Can you believe it? New reports have surfaced that Texas A&M officials have talked to the Southeastern Conference recently about joining that league. A year ago at this time, A&M was being wooed as one of four Big 12 South schools who reportedly had been extended the opportunity to become members of the then-Pac-10 Conference on the heels of Nebraska and Colorado making known their plans to break away from the Big 12.

At that same time, school officials at Texas A&M were also exploring other potential conference affiliations, including with the aforementioned SEC. A&M has never been happy about Texas launching its own sports network, and the sentiment in College Station doesn't appear to have gotten any better, even with decision by the Big 12 athletic directors and presidents prohibiting the Longhorn Sports Network from broadcasting high school football games this year while the matter is studied more thoroughly by a special committee appointed by Dan Bebee, Big 12 commissioner.

A&M officials have said all along that what Texas does more negatively impacts the Aggies than any other school in the conference. Any competitive advantage, or the perception thereof, gained by Texas, whether it has to do with increasing revenue or boosting recruiting opportunities is like taking a bullet as far as Texas A&M is concerned.

It could be that A&M has come to the conclusion that a break with the big Texas state school would be in the best short- and long-term interest of the Aggies and especially their athletic programs. And continuing this logic trail, becoming part of another conference would enable Texas' big archrival to break out on their own and get out from under the long shadow cast by the Longhorns.

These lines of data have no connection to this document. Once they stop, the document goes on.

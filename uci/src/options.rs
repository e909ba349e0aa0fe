/// Placeholder GUIs use for an empty string option.
pub const EMPTY_STRING: &str = "<empty>";

#[derive(Debug, Clone)]
pub struct UciOption {
    pub name: &'static str,
    pub option_type: UciOptionType,
}

#[derive(Debug, Clone)]
pub enum UciOptionType {
    Spin { min: i32, max: i32 },
    Check,
    String,
}

impl UciOptionType {
    pub fn validate(&self, value: &str) -> Result<(), String> {
        match self {
            UciOptionType::Spin { min, max } => {
                let parsed = value
                    .parse::<i32>()
                    .map_err(|e| format!("Invalid integer: {}", e))?;
                if parsed < *min || parsed > *max {
                    return Err(format!("Value {} out of range [{}, {}]", parsed, min, max));
                }
                Ok(())
            }
            UciOptionType::Check => match value.to_lowercase().as_str() {
                "true" | "false" => Ok(()),
                _ => Err("Boolean value must be 'true' or 'false'".to_string()),
            },
            UciOptionType::String => Ok(()),
        }
    }

    /// Maps a raw `setoption` value to the text the option type parses.
    pub fn normalize(&self, value: &str) -> String {
        match self {
            UciOptionType::Check => value.to_lowercase(),
            UciOptionType::String if value == EMPTY_STRING => String::new(),
            _ => value.to_string(),
        }
    }

    pub fn to_uci<T>(&self, name: &str, current_value: &T) -> String
    where
        T: ToString,
    {
        match self {
            UciOptionType::Spin { min, max } => {
                format!(
                    "option name {} type spin default {} min {} max {}",
                    name,
                    current_value.to_string(),
                    min,
                    max
                )
            }
            UciOptionType::Check => {
                format!(
                    "option name {} type check default {}",
                    name,
                    current_value.to_string()
                )
            }
            UciOptionType::String => {
                let value = current_value.to_string();
                format!(
                    "option name {} type string default {}",
                    name,
                    if value.is_empty() { EMPTY_STRING } else { value.as_str() }
                )
            }
        }
    }
}
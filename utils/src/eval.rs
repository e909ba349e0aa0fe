use cozy_chess::{Board, Color};

/// Converts between White's perspective and the side to move's perspective.
/// The conversion is its own inverse.
#[inline(always)]
pub fn flip_eval_perspective(board: &Board, score: i32) -> i32 {
    match board.side_to_move() {
        Color::White => score,
        Color::Black => -score,
    }
}
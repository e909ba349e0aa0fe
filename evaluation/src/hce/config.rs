#[derive(Debug, Clone, Copy)]
pub struct HCEConfig {
    pub tempo_bonus: i16,

    // Pawn structure
    pub doubled_pawn_penalty: i16,
    pub tripled_pawn_penalty: i16,
    pub isolated_pawn_penalty: i16,
    pub backward_pawn_penalty: i16,
    pub backward_pawn_half_open_penalty: i16,
    pub center_pawn_bonus: i16,

    // Passed pawns: linear * (rank-1) + quadratic * (rank-1)^2
    pub passed_pawn_linear: i16,
    pub passed_pawn_quadratic: i16,

    // Piece terms
    pub bishop_pair_bonus: i16,
    pub knight_outpost_bonus: i16,
    pub bad_bishop_penalty: i16,
    pub rook_open_file_bonus: i16,
    pub rook_semi_open_file_bonus: i16,
    pub rook_seventh_rank_bonus: i16,
    pub early_queen_penalty: i16,

    // Mobility multipliers
    pub knight_mobility_multiplier: i16,
    pub bishop_mobility_multiplier: i16,
    pub rook_mobility_multiplier: i16,
    pub queen_mobility_multiplier: i16,

    // King safety - Pawn shield
    pub king_shield_r1_bonus: i16,
    pub king_shield_r2_bonus: i16,

    // King safety - File penalties
    pub king_open_file_penalty: i16,
    pub king_semi_open_file_penalty: i16,
    pub king_thin_cover_penalty: i16,

    // King safety - Attack pressure
    pub king_pressure_knight: i16,
    pub king_pressure_bishop: i16,
    pub king_pressure_rook: i16,
    pub king_pressure_queen: i16,
    pub king_pressure_pawn: i16,

    // King safety - Positional
    pub king_central_penalty: i16,
    pub king_activity_bonus: i16,

    // Threats and coordination
    pub threats_multiplier: i16,
    pub supported_minor_bonus: i16,
    pub supported_major_bonus: i16,

    pub space_multiplier: i16,
}

impl Default for HCEConfig {
    fn default() -> Self {
        Self {
            tempo_bonus: 10,

            doubled_pawn_penalty: 30,
            tripled_pawn_penalty: 60,
            isolated_pawn_penalty: 39,
            backward_pawn_penalty: 20,
            backward_pawn_half_open_penalty: 10,
            center_pawn_bonus: 15,

            passed_pawn_linear: 7,
            passed_pawn_quadratic: 4,

            bishop_pair_bonus: 50,
            knight_outpost_bonus: 20,
            bad_bishop_penalty: 5,
            rook_open_file_bonus: 15,
            rook_semi_open_file_bonus: 10,
            rook_seventh_rank_bonus: 20,
            early_queen_penalty: 15,

            knight_mobility_multiplier: 5,
            bishop_mobility_multiplier: 3,
            rook_mobility_multiplier: 3,
            queen_mobility_multiplier: 1,

            king_shield_r1_bonus: 12,
            king_shield_r2_bonus: 6,
            king_open_file_penalty: 24,
            king_semi_open_file_penalty: 12,
            king_thin_cover_penalty: 6,
            king_pressure_knight: 12,
            king_pressure_bishop: 14,
            king_pressure_rook: 18,
            king_pressure_queen: 22,
            king_pressure_pawn: 8,
            king_central_penalty: 20,
            king_activity_bonus: 14,

            threats_multiplier: 50,
            supported_minor_bonus: 5,
            supported_major_bonus: 10,

            space_multiplier: 4,
        }
    }
}

/// Term groups that can be switched off wholesale, e.g. for weaker play.
#[derive(Debug, Clone, Copy, PartialEq, Eq)]
pub struct EvalToggles {
    /// Pawn structure and passed pawn terms.
    pub pawn_structure: bool,
    /// Drawish-endgame scaling.
    pub winnable: bool,
    /// Bishop pair.
    pub imbalances: bool,
}

impl Default for EvalToggles {
    fn default() -> Self {
        Self {
            pawn_structure: true,
            winnable: true,
            imbalances: true,
        }
    }
}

There were even reports Thursday night that the SEC taking in Texas A&M has gone far beyond the talking stage and was all but a done deal. These proved to be false, but Texas governor and soon-to-be Republican presidential candidate Rick Perry lent credence to the issue when he told a reporter that "conversations were being had."

According to Sporting News, Texas A&M officials are expected to discuss a potential move out of the Big 12 on August 22 at a scheduled meeting with the university's board of regents.

Whether Big 12 officials are taking all of this seriously and what the contingency plans would be should Texas A&M decide to go through something like this are unclear at this time. And even if Texas A&M feels a move away from the Big 12 would be the best course of action, is the SEC really willing to take them in without  bringing in another conference member to balance the conference size and divisional structure at 14 teams? If not the SEC, would A&M be willing to pursue affiliation with another conference?  And if you are the Big 12, should you be concerned that if another school goes (let's say Texas A&M because of the timeliness of all the recent buzz on the subject), would it unleash another wave of defections?

It may be too early to answer these important questions, but it's clearly not too early to get to the bottom of them, if you're the Big 12 and stop believing and acting as if everything around the conference is so stable and secure and filled with satisfaction.

Losing Nebraska and Colorado is one thing. Losing a Texas A&M in addition is something entirely different and much more damaging to the future of the Big 12.